Index: third_party/WebKit/Source/core/loader/PingLoader.cpp
diff --git a/third_party/WebKit/Source/core/loader/PingLoader.cpp b/third_party/WebKit/Source/core/loader/PingLoader.cpp
index eda58be918b50d7320748d833e0cc1b2af001d46..5cae751884d74ec930c09937c27121279573a754 100644
--- a/third_party/WebKit/Source/core/loader/PingLoader.cpp
+++ b/third_party/WebKit/Source/core/loader/PingLoader.cpp
@@ -445,6 +445,9 @@ void PingLoader::loadImage(LocalFrame* frame, const KURL& url)
 // http://www.whatwg.org/specs/web-apps/current-work/multipage/links.html#hyperlink-auditing
 void PingLoader::sendLinkAuditPing(LocalFrame* frame, const KURL& pingURL, const KURL& destinationURL)
 {
+    if (!pingURL.protocolIsInHTTPFamily())
+        return;
+
     ResourceRequest request(pingURL);
     request.setHTTPMethod(HTTPNames::POST);
     request.setHTTPContentType("text/ping");
@@ -458,8 +461,8 @@ void PingLoader::sendLinkAuditPing(LocalFrame* frame, const KURL& pingURL, const
 
     request.setHTTPHeaderField(HTTPNames::Ping_To, AtomicString(destinationURL.getString()));
 
-    // Ping-From follows the same rules as the default referrer beahavior for subresource requests.
-    if (!SecurityPolicy::shouldHideReferrer(pingURL, frame->document()->url().getString()))

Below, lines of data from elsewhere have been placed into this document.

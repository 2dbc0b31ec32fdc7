//! Derivation of invoice totals from line items.
//!
//! Amounts come in as major units (dollars) and leave as integer minor units
//! (cents). Rounding happens exactly once per derived amount, at the total
//! level: rounding each line separately drifts away from the rounded sum.

use crate::error::InvoicingError;
use crate::models::{InvoiceTotals, LineItem};
use rust_decimal::prelude::ToPrimitive;
use rust_decimal::{Decimal, RoundingStrategy};

const MINOR_UNITS_PER_MAJOR: Decimal = Decimal::ONE_HUNDRED;
const MAX_TAX_RATE: Decimal = Decimal::ONE_HUNDRED;
/// Decimal places a tax rate may carry; matches the `tax_rate` column.
const MAX_TAX_RATE_SCALE: u32 = 4;

/// Pure calculator for subtotal, tax and total.
pub struct LineItemCalculator;

impl LineItemCalculator {
    /// Compute the monetary fields for a set of line items.
    ///
    /// `tax_rate` is a percentage between 0 and 100; `None` applies no tax.
    pub fn calculate(
        line_items: &[LineItem],
        tax_rate: Option<Decimal>,
    ) -> Result<InvoiceTotals, InvoicingError> {
        Self::validate(line_items, tax_rate)?;

        let mut amount = Decimal::ZERO;
        for item in line_items {
            amount = item
                .quantity
                .checked_mul(item.rate)
                .and_then(|line| amount.checked_add(line))
                .ok_or_else(overflow)?;
        }

        let subtotal = to_minor_units(
            amount
                .checked_mul(MINOR_UNITS_PER_MAJOR)
                .ok_or_else(overflow)?,
        )?;

        let tax_amount = match tax_rate {
            Some(rate) => {
                let tax = Decimal::from(subtotal)
                    .checked_mul(rate)
                    .and_then(|t| t.checked_div(Decimal::ONE_HUNDRED))
                    .ok_or_else(overflow)?;
                to_minor_units(tax)?
            }
            None => 0,
        };

        let total = subtotal.checked_add(tax_amount).ok_or_else(overflow)?;

        Ok(InvoiceTotals {
            subtotal,
            tax_amount,
            total,
        })
    }

    fn validate(line_items: &[LineItem], tax_rate: Option<Decimal>) -> Result<(), InvoicingError> {
        if line_items.is_empty() {
            return Err(InvoicingError::validation(
                "Invoice must have at least one line item",
            ));
        }

        for (index, item) in line_items.iter().enumerate() {
            let position = index + 1;
            if item.description.trim().is_empty() {
                return Err(InvoicingError::validation(format!(
                    "Line item {} must have a description",
                    position
                )));
            }
            if item.quantity <= Decimal::ZERO {
                return Err(InvoicingError::validation(format!(
                    "Line item {} quantity must be greater than zero",
                    position
                )));
            }
            if item.rate < Decimal::ZERO {
                return Err(InvoicingError::validation(format!(
                    "Line item {} rate must not be negative",
                    position
                )));
            }
        }

        if let Some(rate) = tax_rate {
            if rate < Decimal::ZERO || rate > MAX_TAX_RATE {
                return Err(InvoicingError::validation(
                    "Tax rate must be between 0 and 100",
                ));
            }
            if rate.normalize().scale() > MAX_TAX_RATE_SCALE {
                return Err(InvoicingError::validation(format!(
                    "Tax rate must have at most {} decimal places",
                    MAX_TAX_RATE_SCALE
                )));
            }
        }

        Ok(())
    }
}

/// Round half-up to a whole number of minor units.
fn to_minor_units(value: Decimal) -> Result<i64, InvoicingError> {
    value
        .round_dp_with_strategy(0, RoundingStrategy::MidpointAwayFromZero)
        .to_i64()
        .ok_or_else(overflow)
}

fn overflow() -> InvoicingError {
    InvoicingError::validation("Invoice amount is too large")
}

#[cfg(test)]
mod tests {
    use super::*;
    use rust_decimal_macros::dec;

    fn item(description: &str, quantity: Decimal, rate: Decimal) -> LineItem {
        LineItem::new(description, quantity, rate)
    }

    #[test]
    fn computes_subtotal_tax_and_total_in_cents() {
        let items = vec![
            item("Design", dec!(10), dec!(85.50)),
            item("Hosting", dec!(1), dec!(20)),
        ];

        let totals = LineItemCalculator::calculate(&items, Some(dec!(8.25))).unwrap();

        assert_eq!(totals.subtotal, 87_500);
        // 87_500 * 8.25% = 7218.75 -> 7219
        assert_eq!(totals.tax_amount, 7_219);
        assert_eq!(totals.total, 94_719);
    }

    #[test]
    fn no_tax_rate_means_zero_tax() {
        let items = vec![item("Support", dec!(3), dec!(49.99))];

        let totals = LineItemCalculator::calculate(&items, None).unwrap();

        assert_eq!(totals.tax_amount, 0);
        assert_eq!(totals.total, totals.subtotal);
        assert_eq!(totals.subtotal, 14_997);
    }

    #[test]
    fn rounds_once_at_the_subtotal_not_per_line() {
        // Each line is 33.3 cents. Per-line rounding would give 33 * 3 = 99;
        // rounding the exact sum (99.9 cents) gives 100.
        let items = vec![
            item("Widget A", dec!(1), dec!(0.333)),
            item("Widget B", dec!(1), dec!(0.333)),
            item("Widget C", dec!(1), dec!(0.333)),
        ];

        let totals = LineItemCalculator::calculate(&items, None).unwrap();

        let per_line: i64 = items
            .iter()
            .map(|i| to_minor_units(i.quantity * i.rate * dec!(100)).unwrap())
            .sum();
        assert_eq!(per_line, 99);
        assert_eq!(totals.subtotal, 100);
    }

    #[test]
    fn half_cent_rounds_up() {
        let items = vec![item("Half", dec!(1), dec!(0.005))];
        assert_eq!(LineItemCalculator::calculate(&items, None).unwrap().subtotal, 1);

        let items = vec![item("Base", dec!(1), dec!(0.10))];
        // 10 cents at 5% = 0.5 cents -> 1
        let totals = LineItemCalculator::calculate(&items, Some(dec!(5))).unwrap();
        assert_eq!(totals.tax_amount, 1);
    }

    #[test]
    fn fractional_quantities_are_supported() {
        let items = vec![item("Hours", dec!(2.5), dec!(120))];
        let totals = LineItemCalculator::calculate(&items, Some(dec!(10))).unwrap();
        assert_eq!(totals.subtotal, 30_000);
        assert_eq!(totals.tax_amount, 3_000);
        assert_eq!(totals.total, 33_000);
    }

    #[test]
    fn is_idempotent() {
        let items = vec![
            item("A", dec!(1.25), dec!(19.99)),
            item("B", dec!(7), dec!(0.07)),
        ];
        let first = LineItemCalculator::calculate(&items, Some(dec!(12.5))).unwrap();
        let second = LineItemCalculator::calculate(&items, Some(dec!(12.5))).unwrap();
        assert_eq!(first, second);
    }

    #[test]
    fn total_is_always_subtotal_plus_tax() {
        let rates = [
            None,
            Some(dec!(0)),
            Some(dec!(7.5)),
            Some(dec!(19)),
            Some(dec!(100)),
        ];
        let quantities = [dec!(0.5), dec!(1), dec!(3), dec!(12.75)];
        let prices = [dec!(0), dec!(0.01), dec!(9.99), dec!(1234.567)];

        for rate in rates {
            for quantity in quantities {
                for price in prices {
                    let items = vec![
                        item("x", quantity, price),
                        item("y", dec!(2), dec!(0.015)),
                    ];
                    let totals = LineItemCalculator::calculate(&items, rate).unwrap();
                    assert_eq!(totals.total, totals.subtotal + totals.tax_amount);
                }
            }
        }
    }

    #[test]
    fn zero_rate_lines_are_allowed() {
        let items = vec![item("Complimentary", dec!(1), dec!(0))];
        let totals = LineItemCalculator::calculate(&items, Some(dec!(20))).unwrap();
        assert_eq!(totals, InvoiceTotals::default());
    }

    #[test]
    fn rejects_empty_line_items() {
        let err = LineItemCalculator::calculate(&[], None).unwrap_err();
        assert!(matches!(err, InvoicingError::Validation(_)));
    }

    #[test]
    fn rejects_blank_description() {
        let items = vec![item("   ", dec!(1), dec!(10))];
        let err = LineItemCalculator::calculate(&items, None).unwrap_err();
        assert!(err.to_string().contains("description"));
    }

    #[test]
    fn rejects_non_positive_quantity() {
        for quantity in [dec!(0), dec!(-1)] {
            let items = vec![item("Item", quantity, dec!(10))];
            let err = LineItemCalculator::calculate(&items, None).unwrap_err();
            assert!(err.to_string().contains("quantity"));
        }
    }

    #[test]
    fn rejects_negative_rate() {
        let items = vec![item("Refund", dec!(1), dec!(-5))];
        let err = LineItemCalculator::calculate(&items, None).unwrap_err();
        assert!(err.to_string().contains("rate"));
    }

    #[test]
    fn rejects_tax_rate_out_of_range() {
        let items = vec![item("Item", dec!(1), dec!(10))];
        for rate in [dec!(-0.01), dec!(100.01)] {
            let err = LineItemCalculator::calculate(&items, Some(rate)).unwrap_err();
            assert!(matches!(err, InvoicingError::Validation(_)));
        }
    }

    #[test]
    fn rejects_tax_rate_finer_than_storage_precision() {
        let items = vec![item("Licence", dec!(1000000), dec!(1))];

        let err = LineItemCalculator::calculate(&items, Some(dec!(7.12345))).unwrap_err();
        assert!(err.to_string().contains("decimal places"));

        let totals = LineItemCalculator::calculate(&items, Some(dec!(7.1235))).unwrap();
        assert_eq!(totals.tax_amount, 7_123_500);

        // Trailing zeros do not count against the limit
        assert!(LineItemCalculator::calculate(&items, Some(dec!(7.123400))).is_ok());
    }

    #[test]
    fn rejects_amounts_outside_the_minor_unit_range() {
        let items = vec![item("Everything", dec!(1000000000000), dec!(1000000000000))];
        let err = LineItemCalculator::calculate(&items, None).unwrap_err();
        assert!(matches!(err, InvoicingError::Validation(_)));
    }
}
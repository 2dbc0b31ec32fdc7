//! Invoice operations.

use crate::error::InvoicingError;
use crate::models::{
    CreateInvoice, DisplayStatus, Invoice, InvoiceStatus, LineItem, NewInvoice, RequestContext,
};
use crate::services::authz::{capabilities, Authorizer};
use crate::services::calculator::LineItemCalculator;
use crate::services::clock::Clock;
use crate::services::events::InvoiceChangeListener;
use crate::services::metrics::{
    ERRORS_TOTAL, INVOICES_CREATED_TOTAL, INVOICE_AMOUNT_TOTAL, STATUS_TRANSITIONS_TOTAL,
};
use crate::services::status::InvoiceStatusMachine;
use crate::services::store::InvoiceStore;
use rust_decimal::Decimal;
use std::sync::Arc;
use tracing::{info, instrument, warn};
use uuid::Uuid;

/// Writes of a status change that may race with another writer before the
/// caller gets a conflict.
const MAX_STATUS_WRITE_ATTEMPTS: u32 = 3;

/// An invoice together with the status to show for it today.
#[derive(Debug, Clone)]
pub struct InvoiceView {
    pub invoice: Invoice,
    pub display_status: DisplayStatus,
}

pub struct InvoiceService {
    store: Arc<dyn InvoiceStore>,
    authorizer: Arc<dyn Authorizer>,
    clock: Arc<dyn Clock>,
    listener: Arc<dyn InvoiceChangeListener>,
    machine: InvoiceStatusMachine,
    currency: String,
}

impl InvoiceService {
    pub fn new(
        store: Arc<dyn InvoiceStore>,
        authorizer: Arc<dyn Authorizer>,
        clock: Arc<dyn Clock>,
        listener: Arc<dyn InvoiceChangeListener>,
        machine: InvoiceStatusMachine,
        currency: impl Into<String>,
    ) -> Self {
        Self {
            store,
            authorizer,
            clock,
            listener,
            machine,
            currency: currency.into(),
        }
    }

    #[instrument(skip(self, input), fields(organization_id = %ctx.organization_id, customer_id = %input.customer_id))]
    pub async fn create_invoice(
        &self,
        ctx: &RequestContext,
        input: CreateInvoice,
    ) -> Result<Invoice, InvoicingError> {
        self.authorizer
            .authorize(ctx, ctx.organization_id, capabilities::INVOICE_CREATE)
            .await?;

        let totals = LineItemCalculator::calculate(&input.line_items, input.tax_rate)
            .inspect_err(record_error)?;

        let issue_date = input.issue_date.unwrap_or_else(|| self.clock.today());
        let due_date = input
            .due_date
            .ok_or_else(|| InvoicingError::validation("Due date is required"))?;
        if due_date < issue_date {
            return Err(InvoicingError::validation(
                "Due date must not be before the issue date",
            ));
        }

        self.store
            .get_customer(ctx.organization_id, input.customer_id)
            .await?
            .ok_or(InvoicingError::NotFound("Customer"))?;

        let invoice = self
            .store
            .create_invoice(&NewInvoice {
                organization_id: ctx.organization_id,
                customer_id: input.customer_id,
                line_items: input.line_items,
                totals,
                tax_rate: input.tax_rate,
                currency: self.currency.clone(),
                issue_date,
                due_date,
                payment_terms: input.payment_terms,
                status: InvoiceStatus::default(),
                notes: input.notes,
            })
            .await?;

        INVOICES_CREATED_TOTAL
            .with_label_values(&[invoice.status.as_str()])
            .inc();
        INVOICE_AMOUNT_TOTAL
            .with_label_values(&[&invoice.currency])
            .inc_by(invoice.total as f64);

        info!(
            invoice_id = %invoice.invoice_id,
            subtotal = invoice.subtotal,
            tax_amount = invoice.tax_amount,
            total = invoice.total,
            "Invoice created"
        );

        Ok(invoice)
    }

    #[instrument(skip(self), fields(organization_id = %ctx.organization_id, invoice_id = %invoice_id))]
    pub async fn get_invoice(
        &self,
        ctx: &RequestContext,
        invoice_id: Uuid,
    ) -> Result<InvoiceView, InvoicingError> {
        let invoice = self
            .load_authorized(ctx, invoice_id, capabilities::INVOICE_READ)
            .await?;
        let display_status = invoice.display_status(self.clock.today());
        Ok(InvoiceView {
            invoice,
            display_status,
        })
    }

    /// Replace the line items and tax rate, re-deriving every total.
    #[instrument(skip(self, line_items), fields(organization_id = %ctx.organization_id, invoice_id = %invoice_id))]
    pub async fn replace_line_items(
        &self,
        ctx: &RequestContext,
        invoice_id: Uuid,
        line_items: Vec<LineItem>,
        tax_rate: Option<Decimal>,
    ) -> Result<Invoice, InvoicingError> {
        let invoice = self
            .load_authorized(ctx, invoice_id, capabilities::INVOICE_UPDATE)
            .await?;

        if !self.machine.line_items_editable(invoice.status) {
            return Err(InvoicingError::validation(format!(
                "Line items of a {} invoice cannot be changed",
                invoice.status
            )));
        }

        let totals = LineItemCalculator::calculate(&line_items, tax_rate).inspect_err(record_error)?;

        let updated = self
            .store
            .update_line_items(
                invoice.organization_id,
                invoice.invoice_id,
                &line_items,
                tax_rate,
                totals,
            )
            .await?
            .ok_or(InvoicingError::NotFound("Invoice"))?;

        self.listener.invoice_changed(&updated).await;

        info!(total = updated.total, "Invoice line items replaced");

        Ok(updated)
    }

    #[instrument(skip(self), fields(organization_id = %ctx.organization_id, invoice_id = %invoice_id, status = %new_status))]
    pub async fn update_status(
        &self,
        ctx: &RequestContext,
        invoice_id: Uuid,
        new_status: InvoiceStatus,
    ) -> Result<Invoice, InvoicingError> {
        let invoice = self
            .load_authorized(ctx, invoice_id, capabilities::INVOICE_UPDATE)
            .await?;
        self.apply_status(invoice, new_status).await
    }

    /// Mark an invoice paid on behalf of the payment processor.
    #[instrument(skip(self), fields(organization_id = %organization_id, invoice_id = %invoice_id))]
    pub async fn confirm_payment(
        &self,
        organization_id: Uuid,
        invoice_id: Uuid,
    ) -> Result<Invoice, InvoicingError> {
        let ctx = RequestContext::system(organization_id);
        let invoice = self
            .load_authorized(&ctx, invoice_id, capabilities::PAYMENT_CONFIRM)
            .await?;
        self.apply_status(invoice, InvoiceStatus::Paid).await
    }

    /// Validate and persist a status change. The write only lands if the
    /// invoice is still in the status the check was made against; otherwise
    /// the check is repeated on the fresh invoice.
    async fn apply_status(
        &self,
        mut invoice: Invoice,
        new_status: InvoiceStatus,
    ) -> Result<Invoice, InvoicingError> {
        let mut attempt = 1;
        let (change, updated) = loop {
            let change = self
                .machine
                .transition(&invoice, new_status, self.clock.now())
                .inspect_err(record_error)?;

            if let Some(updated) = self
                .store
                .update_invoice_status(
                    invoice.organization_id,
                    invoice.invoice_id,
                    change.from,
                    change.to,
                    change.payment_date,
                )
                .await?
            {
                break (change, updated);
            }

            invoice = self
                .store
                .get_invoice(invoice.organization_id, invoice.invoice_id)
                .await?
                .ok_or(InvoicingError::NotFound("Invoice"))?;

            if attempt >= MAX_STATUS_WRITE_ATTEMPTS {
                let err = InvoicingError::InvalidTransition {
                    from: invoice.status,
                    to: new_status,
                };
                record_error(&err);
                return Err(err);
            }
            warn!(
                current = invoice.status.as_str(),
                "Invoice status changed concurrently, re-checking transition"
            );
            attempt += 1;
        };

        STATUS_TRANSITIONS_TOTAL
            .with_label_values(&[change.from.as_str(), change.to.as_str()])
            .inc();

        self.listener.invoice_changed(&updated).await;

        info!(
            from = change.from.as_str(),
            to = change.to.as_str(),
            "Invoice status changed"
        );

        Ok(updated)
    }

    async fn load_authorized(
        &self,
        ctx: &RequestContext,
        invoice_id: Uuid,
        capability: &str,
    ) -> Result<Invoice, InvoicingError> {
        let invoice = self
            .store
            .get_invoice(ctx.organization_id, invoice_id)
            .await?
            .ok_or(InvoicingError::NotFound("Invoice"))?;

        self.authorizer
            .authorize(ctx, invoice.organization_id, capability)
            .await?;

        Ok(invoice)
    }
}

fn record_error(e: &InvoicingError) {
    ERRORS_TOTAL.with_label_values(&[e.kind()]).inc();
}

+    RefPtr<SecurityOrigin> pingOrigin = SecurityOrigin::create(pingURL);
+    if (protocolIs(frame->document()->url().getString(), "http") || frame->document()->getSecurityOrigin()->canAccess(pingOrigin.get()))
         request.setHTTPHeaderField(HTTPNames::Ping_From, AtomicString(frame->document()->url().getString()));
 
     sendPingCommon(frame, request, FetchInitiatorTypeNames::ping, AllowStoredCredentials, false);